Though partisanship has always existed in politics, it was not too long ago that members of the GOP and Democratic Parties socialized, with comity between them instead of animus. Politicians attempted to understand the positions of their opponents instead of demonizing them. Of course, that was when the face of the Republican Party was formed by New England moderates rather than extreme conservatives from Texas and the South. Is polarization of the political class permanent or will there be movement back towards the center over time?
There is also the issue of ‘tribalism’ critical in the growth of partisanship. In the past citizens were more connected, with identities through families, communities, churches, employment, unions, clubs, lodges, and so forth. People were part of something greater than themselves. But these bonds have been sundered by modern society. Divorce and single parent families are common. Small towns and rural communities are in decline, with young people moving away. Church participation is lessening and jobs no longer secure. This lack of connection and feeling of belonging has impacted Americans negatively. Alcohol and drugs have been an escape for some. And others have chosen to be active members of political parties and have adopted the characteristics of their ‘tribes.’ Social media may also augment the stances partisans take. This makes it hard to negotiate compromise or see the humanity and understand the positions of opponents. Many members of political tribes have joined not because of policy, but because the party consisted of people who were similar to them in terms of class, religion, race, or region.
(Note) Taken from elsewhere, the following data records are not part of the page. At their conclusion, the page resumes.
// src/db/models/package.rs

//! Package model - one live build row per package, arch, branch and splitrepo
//!
//! Rows are overwritten when a new version is reported, never versioned.
//! Dependencies are kept in the `package_dependencies` edge table and
//! loaded as plain status lists, so readiness can be decided without a
//! database (see `scheduler::depends_ready`).

use crate::error::{Error, Result};
use rusqlite::{Connection, OptionalExtension, Row, params};
use std::collections::HashMap;
use std::fmt;
use std::str::FromStr;

/// Build status of a package
#[derive(Debug, Clone, Copy, PartialEq, Eq, Hash)]
pub enum PackageStatus {
    Queued,
    Building,
    Built,
    Published,
    Failed,
}

impl PackageStatus {
    pub fn as_str(&self) -> &'static str {
        match self {
            PackageStatus::Queued => "queued",
            PackageStatus::Building => "building",
            PackageStatus::Built => "built",
            PackageStatus::Published => "published",
            PackageStatus::Failed => "failed",
        }
    }

    /// Whether a row in this status may be moved to `next`
    pub fn can_transition_to(self, next: PackageStatus) -> bool {
        use PackageStatus::*;

        self == next
            || matches!(
                (self, next),
                (Queued, Building | Built | Published)
                    | (Building, Built | Failed | Queued)
                    | (Built, Published | Queued)
                    | (Published, Queued | Built)
                    | (Failed, Building | Queued | Built | Published)
            )
    }

    /// Built or published: usable as a dependency
    pub fn is_done(self) -> bool {
        matches!(self, PackageStatus::Built | PackageStatus::Published)
    }
}

impl fmt::Display for PackageStatus {
    fn fmt(&self, f: &mut fmt::Formatter<'_>) -> fmt::Result {
        f.write_str(self.as_str())
    }
}

impl FromStr for PackageStatus {
    type Err = String;

    fn from_str(s: &str) -> std::result::Result<Self, Self::Err> {
        match s {
            "queued" => Ok(PackageStatus::Queued),
            "building" => Ok(PackageStatus::Building),
            "built" => Ok(PackageStatus::Built),
            "published" => Ok(PackageStatus::Published),
            "failed" => Ok(PackageStatus::Failed),
            _ => Err(format!("Invalid package status: {s}")),
        }
    }
}

const COLUMNS: &str = "id, arch, branch, pkgname, version, status, job_id, retry_count, splitrepo";

/// A package build row
#[derive(Debug, Clone, PartialEq, Eq)]
pub struct Package {
    pub id: Option<i64>,
    pub arch: String,
    pub branch: String,
    pub pkgname: String,
    pub version: String,
    pub status: PackageStatus,
    pub job_id: Option<i64>,
    pub retry_count: i64,
    pub splitrepo: Option<String>,
}

impl Package {
    /// Create a new queued package
    pub fn new(arch: &str, branch: &str, pkgname: &str, version: &str) -> Self {
        Self {
            id: None,
            arch: arch.to_string(),
            branch: branch.to_string(),
            pkgname: pkgname.to_string(),
            version: version.to_string(),
            status: PackageStatus::Queued,
            job_id: None,
            retry_count: 0,
            splitrepo: None,
        }
    }

    /// Insert this package into the database
    pub fn insert(&mut self, conn: &Connection) -> Result<i64> {
        conn.execute(
            "INSERT INTO packages (arch, branch, pkgname, version, status, job_id, retry_count, splitrepo)
             VALUES (?1, ?2, ?3, ?4, ?5, ?6, ?7, ?8)",
            params![
                &self.arch,
                &self.branch,
                &self.pkgname,
                &self.version,
                self.status.as_str(),
                self.job_id,
                self.retry_count,
                &self.splitrepo,
            ],
        )?;

        let id = conn.last_insert_rowid();
        self.id = Some(id);
        Ok(id)
    }

    pub fn find_by_id(conn: &Connection, id: i64) -> Result<Option<Self>> {
        let sql = format!("SELECT {COLUMNS} FROM packages WHERE id = ?1");
        let package = conn.query_row(&sql, [id], Self::from_row).optional()?;
        Ok(package)
    }

    /// Find a package by name, regardless of its splitrepo
    pub fn find(conn: &Connection, arch: &str, branch: &str, pkgname: &str) -> Result<Option<Self>> {
        let sql = format!(
            "SELECT {COLUMNS} FROM packages
             WHERE arch = ?1 AND branch = ?2 AND pkgname = ?3
             ORDER BY id LIMIT 1"
        );
        let package = conn
            .query_row(&sql, params![arch, branch, pkgname], Self::from_row)
            .optional()?;
        Ok(package)
    }

    /// All packages of one (arch, branch, splitrepo) repository
    pub fn list(
        conn: &Connection,
        arch: &str,
        branch: &str,
        splitrepo: Option<&str>,
    ) -> Result<Vec<Self>> {
        let sql = format!(
            "SELECT {COLUMNS} FROM packages
             WHERE arch = ?1 AND branch = ?2 AND splitrepo IS ?3
             ORDER BY id"
        );
        let mut stmt = conn.prepare(&sql)?;
        let packages = stmt
            .query_map(params![arch, branch, splitrepo], Self::from_row)?
            .collect::<std::result::Result<Vec<_>, _>>()?;
        Ok(packages)
    }

    /// All packages of one (arch, branch), any splitrepo
    pub fn list_arch_branch(conn: &Connection, arch: &str, branch: &str) -> Result<Vec<Self>> {
        let sql = format!(
            "SELECT {COLUMNS} FROM packages WHERE arch = ?1 AND branch = ?2 ORDER BY id"
        );
        let mut stmt = conn.prepare(&sql)?;
        let packages = stmt
            .query_map(params![arch, branch], Self::from_row)?
            .collect::<std::result::Result<Vec<_>, _>>()?;
        Ok(packages)
    }

    pub fn list_by_status(conn: &Connection, status: PackageStatus) -> Result<Vec<Self>> {
        let sql = format!("SELECT {COLUMNS} FROM packages WHERE status = ?1 ORDER BY id");
        let mut stmt = conn.prepare(&sql)?;
        let packages = stmt
            .query_map([status.as_str()], Self::from_row)?
            .collect::<std::result::Result<Vec<_>, _>>()?;
        Ok(packages)
    }

    /// Failed and queued packages of one (arch, branch), oldest first
    pub fn list_candidates(conn: &Connection, arch: &str, branch: &str) -> Result<Vec<Self>> {
        let sql = format!(
            "SELECT {COLUMNS} FROM packages
             WHERE arch = ?1 AND branch = ?2 AND status IN ('failed', 'queued')
             ORDER BY id"
        );
        let mut stmt = conn.prepare(&sql)?;
        let packages = stmt
            .query_map(params![arch, branch], Self::from_row)?
            .collect::<std::result::Result<Vec<_>, _>>()?;
        Ok(packages)
    }

    pub fn count_by_status(conn: &Connection, status: PackageStatus) -> Result<usize> {
        let count: i64 = conn.query_row(
            "SELECT COUNT(*) FROM packages WHERE status = ?1",
            [status.as_str()],
            |row| row.get(0),
        )?;
        Ok(count as usize)
    }

    /// Packages of a branch (optionally one arch) that are not published yet
    pub fn count_unpublished(conn: &Connection, branch: &str, arch: Option<&str>) -> Result<usize> {
        let count: i64 = conn.query_row(
            "SELECT COUNT(*) FROM packages
             WHERE branch = ?1 AND (?2 IS NULL OR arch = ?2) AND status != 'published'",
            params![branch, arch],
            |row| row.get(0),
        )?;
        Ok(count as usize)
    }

    /// Whether any package of (arch, branch) is failed, building or queued
    pub fn has_unfinished(conn: &Connection, arch: &str, branch: &str) -> Result<bool> {
        let count: i64 = conn.query_row(
            "SELECT COUNT(*) FROM packages
             WHERE arch = ?1 AND branch = ?2 AND status IN ('failed', 'building', 'queued')",
            params![arch, branch],
            |row| row.get(0),
        )?;
        Ok(count > 0)
    }

    /// Whether `pkgname` is recorded at exactly `version`
    pub fn has_version(
        conn: &Connection,
        arch: &str,
        branch: &str,
        splitrepo: Option<&str>,
        pkgname: &str,
        version: &str,
    ) -> Result<bool> {
        let count: i64 = conn.query_row(
            "SELECT COUNT(*) FROM packages
             WHERE arch = ?1 AND branch = ?2 AND splitrepo IS ?3 AND pkgname = ?4 AND version = ?5",
            params![arch, branch, splitrepo, pkgname, version],
            |row| row.get(0),
        )?;
        Ok(count > 0)
    }

    /// Distinct splitrepos with packages in (arch, branch); the main repo sorts first
    pub fn splitrepos(conn: &Connection, arch: &str, branch: &str) -> Result<Vec<Option<String>>> {
        let mut stmt = conn.prepare(
            "SELECT DISTINCT splitrepo FROM packages
             WHERE arch = ?1 AND branch = ?2 ORDER BY splitrepo",
        )?;
        let splitrepos = stmt
            .query_map(params![arch, branch], |row| row.get(0))?
            .collect::<std::result::Result<Vec<_>, _>>()?;
        Ok(splitrepos)
    }

    fn require_id(&self) -> Result<i64> {
        self.id.ok_or_else(|| {
            Error::NotFound(format!("package {} has not been stored", self.pkgname))
        })
    }

    fn check_transition(&self, next: PackageStatus) -> Result<()> {
        if self.status.can_transition_to(next) {
            Ok(())
        } else {
            Err(Error::InvalidTransition {
                entity: "package",
                from: self.status.to_string(),
                to: next.to_string(),
            })
        }
    }

    /// Change the status, keeping the job id
    pub fn set_status(&mut self, conn: &Connection, status: PackageStatus) -> Result<()> {
        let job_id = self.job_id;
        self.set_status_and_job(conn, status, job_id)
    }

    /// Change status and job id together
    pub fn set_status_and_job(
        &mut self,
        conn: &Connection,
        status: PackageStatus,
        job_id: Option<i64>,
    ) -> Result<()> {
        let id = self.require_id()?;
        self.check_transition(status)?;

        conn.execute(
            "UPDATE packages SET status = ?1, job_id = ?2, updated_at = CURRENT_TIMESTAMP
             WHERE id = ?3",
            params![status.as_str(), job_id, id],
        )?;

        self.status = status;
        self.job_id = job_id;
        Ok(())
    }

    pub fn increment_retry_count(&mut self, conn: &Connection) -> Result<()> {
        let id = self.require_id()?;
        conn.execute(
            "UPDATE packages SET retry_count = retry_count + 1 WHERE id = ?1",
            [id],
        )?;
        self.retry_count += 1;
        Ok(())
    }

    /// Overwrite the row with a new version: queued again, retries reset
    pub fn update_version(&mut self, conn: &Connection, version: &str) -> Result<()> {
        let id = self.require_id()?;
        self.check_transition(PackageStatus::Queued)?;

        conn.execute(
            "UPDATE packages
             SET version = ?1, status = 'queued', job_id = NULL, retry_count = 0,
                 updated_at = CURRENT_TIMESTAMP
             WHERE id = ?2",
            params![version, id],
        )?;

        self.version = version.to_string();
        self.status = PackageStatus::Queued;
        self.job_id = None;
        self.retry_count = 0;
        Ok(())
    }

    pub fn delete(conn: &Connection, id: i64) -> Result<()> {
        conn.execute("DELETE FROM packages WHERE id = ?1", [id])?;
        Ok(())
    }

    /// Delete every package of a branch, returning how many were removed
    pub fn delete_branch(conn: &Connection, branch: &str) -> Result<usize> {
        let count = conn.execute("DELETE FROM packages WHERE branch = ?1", [branch])?;
        Ok(count)
    }

    /// Replace the dependency edges of a package
    pub fn set_depends(conn: &Connection, id: i64, dependency_ids: &[i64]) -> Result<()> {
        conn.execute("DELETE FROM package_dependencies WHERE package_id = ?1", [id])?;

        let mut stmt = conn.prepare(
            "INSERT OR IGNORE INTO package_dependencies (package_id, dependency_id) VALUES (?1, ?2)",
        )?;
        for dependency_id in dependency_ids {
            stmt.execute(params![id, dependency_id])?;
        }
        Ok(())
    }

    /// Packages this package depends on
    pub fn depends(conn: &Connection, id: i64) -> Result<Vec<Self>> {
        let sql = format!(
            "SELECT {} FROM packages p
             JOIN package_dependencies d ON d.dependency_id = p.id
             WHERE d.package_id = ?1 ORDER BY p.id",
            prefixed_columns("p")
        );
        let mut stmt = conn.prepare(&sql)?;
        let packages = stmt
            .query_map([id], Self::from_row)?
            .collect::<std::result::Result<Vec<_>, _>>()?;
        Ok(packages)
    }

    /// Statuses of the dependencies of every package in (arch, branch)
    ///
    /// Packages without dependencies are absent from the map.
    pub fn dependency_statuses(
        conn: &Connection,
        arch: &str,
        branch: &str,
    ) -> Result<HashMap<i64, Vec<PackageStatus>>> {
        let mut stmt = conn.prepare(
            "SELECT d.package_id, dep.status FROM package_dependencies d
             JOIN packages p ON p.id = d.package_id
             JOIN packages dep ON dep.id = d.dependency_id
             WHERE p.arch = ?1 AND p.branch = ?2",
        )?;
        let rows = stmt
            .query_map(params![arch, branch], |row| {
                Ok((row.get::<_, i64>(0)?, status_column(row, 1)?))
            })?
            .collect::<std::result::Result<Vec<_>, _>>()?;

        let mut statuses: HashMap<i64, Vec<PackageStatus>> = HashMap::new();
        for (package_id, status) in rows {
            statuses.entry(package_id).or_default().push(status);
        }
        Ok(statuses)
    }

    /// Maintenance: mark every building package as failed
    pub fn building_to_failed(conn: &Connection) -> Result<usize> {
        let count = conn.execute(
            "UPDATE packages SET status = 'failed', updated_at = CURRENT_TIMESTAMP
             WHERE status = 'building'",
            [],
        )?;
        Ok(count)
    }

    /// Maintenance: queue every failed package again
    pub fn failed_to_queued(conn: &Connection) -> Result<usize> {
        let count = conn.execute(
            "UPDATE packages SET status = 'queued', retry_count = 0, updated_at = CURRENT_TIMESTAMP
             WHERE status = 'failed'",
            [],
        )?;
        Ok(count)
    }

    fn from_row(row: &Row) -> rusqlite::Result<Self> {
        let status = status_column(row, 5)?;

        Ok(Self {
            id: Some(row.get(0)?),
            arch: row.get(1)?,
            branch: row.get(2)?,
            pkgname: row.get(3)?,
            version: row.get(4)?,
            status,
            job_id: row.get(6)?,
            retry_count: row.get(7)?,
            splitrepo: row.get(8)?,
        })
    }
}

fn status_column(row: &Row, idx: usize) -> rusqlite::Result<PackageStatus> {
    let status: String = row.get(idx)?;
    status.parse::<PackageStatus>().map_err(|e| {
        rusqlite::Error::FromSqlConversionFailure(
            idx,
            rusqlite::types::Type::Text,
            Box::new(std::io::Error::new(std::io::ErrorKind::InvalidData, e)),
        )
    })
}

fn prefixed_columns(alias: &str) -> String {
    COLUMNS
        .split(", ")
        .map(|column| format!("{alias}.{column}"))
        .collect::<Vec<_>>()
        .join(", ")
}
For politics to work, there has to be compromise and a willingness between the parties to negotiate. People have to run for office who understand this and do not take extreme positions on important issues. Elected officials also have to be willing to stand up to party leaders and take chances they will lose support when running for re-election. They need courage to do the right thing and not act like lemmings following the party line. Until there is independence of thought among politicians and a willingness to buck the leadership, polarization will remain a defining characteristic of American democracy, continuing or increasing government dysfunction.